I was so scared in that moment. I didn't know if I had it in me to properly take care of her. I left the decision up to Alex and he decided it would be best if we took her home. He pointed out that leaving her in a strange place would only make things worse. She wasn't dehydrated (she was still drinking and peeing), so another round of Sub-q fluids wasn't necessary. She needed us and we could figure out the right way to do things - especially with directions from the vet.
We took Olive home and at 8am the next day we syringe fed her the Critical Care. She hated it. The mix was too thick for the syringe (no matter how much water we added to it) and we had to press down too hard in order to get anything out and into her mouth. But after a few feedings, she started to recover - she was pooping and eating a few things here and there. Monday afternoon we gave her the last syringe feeding, since she had eaten some pellets and had steadily been consuming hay. We figured that continuing to give her the Critical Care ever six hours was simply prolonging everything. We felt as though the Critical Care was leaving her too full to consume anything else. On Monday she slowly ate her small scoop of pellets and salad.

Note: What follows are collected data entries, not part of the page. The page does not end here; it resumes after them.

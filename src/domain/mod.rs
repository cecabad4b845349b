//! Domain layer containing core types, collaborator traits, and error definitions.

pub mod error;
pub mod traits;
pub mod types;

pub use error::{
    AppError, BlockchainError, ConfigError, ExternalServiceError, FailureKind, TipError,
    ValidationError, WalletError,
};
pub use traits::{BalanceRefresher, LedgerClient, PriceQuoteSource, WalletProvider};
pub use types::{
    AddressValidity, Anchor, BalanceSnapshot, Commitment, ConfirmationOutcome,
    ConfirmationRequest, ExchangeRate, LAMPORTS_PER_SOL, SendOptions, TransactionPhase,
    TransactionStatus, TransferInstruction, TransferIntent, TransferTransaction, lamports_to_sol,
    sol_to_lamports,
};
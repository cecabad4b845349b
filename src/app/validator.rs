//! Recipient address validation.

use std::str::FromStr;

use solana_sdk::pubkey::Pubkey;

use crate::domain::AddressValidity;

/// Check whether `raw` is a base58-encoded 32-byte public key.
///
/// Surrounding whitespace is ignored. An empty string is `Unknown` so
/// callers can hold back an error until something has been typed.
#[must_use]
pub fn validate_recipient(raw: &str) -> AddressValidity {
    let trimmed = raw.trim();
    if trimmed.is_empty() {
        return AddressValidity::Unknown;
    }
    match Pubkey::from_str(trimmed) {
        Ok(_) => AddressValidity::Valid,
        Err(_) => AddressValidity::Invalid,
    }
}

/// Parse a recipient that has already been typed.
pub fn parse_recipient(raw: &str) -> Option<Pubkey> {
    Pubkey::from_str(raw.trim()).ok()
}

/// Recipient text field with its validity, recomputed only when the
/// trimmed text changes.
#[derive(Debug, Clone, Default)]
pub struct RecipientInput {
    raw: String,
    key: String,
    validity: AddressValidity,
}

impl RecipientInput {
    #[must_use]
    pub fn new(raw: impl Into<String>) -> Self {
        let mut input = Self::default();
        input.set(raw);
        input
    }

    pub fn set(&mut self, raw: impl Into<String>) {
        self.raw = raw.into();
        let trimmed = self.raw.trim();
        if trimmed != self.key {
            self.key = trimmed.to_string();
            self.validity = validate_recipient(&self.key);
        }
    }

    #[must_use]
    pub fn raw(&self) -> &str {
        &self.raw
    }

    #[must_use]
    pub fn validity(&self) -> AddressValidity {
        self.validity
    }
}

Once Tuesday morning rolled around Olive eagerly greeted me outside of her cage when I went to feed her the pellets. She ate dinner that night and even hopped into bed with us for some much needed cuddle time. I'm glad to say that she's recovered from the ordeal and I am incredibly relieved. I really don't know what I would do with out that bun of mine and I am over the moon because she is finally okay.
I have followed this on Facebook, and was SO happy when your sweet girl came around and started to feel better!! I'm so glad you recognized the symptoms in time to get her the help she needed! Excellent news!!
ReplyDeleteThank you Terri! I so happy as well. It's weird to know that I am so intune with a little creature like that - Alex's thinks it's my maternal instincts. I just think it's because Olive and I have such a unique connection. Also - I didn't put anything on top of the ends of her new cage and she hasn't attempted to jump out so we're good. Hah.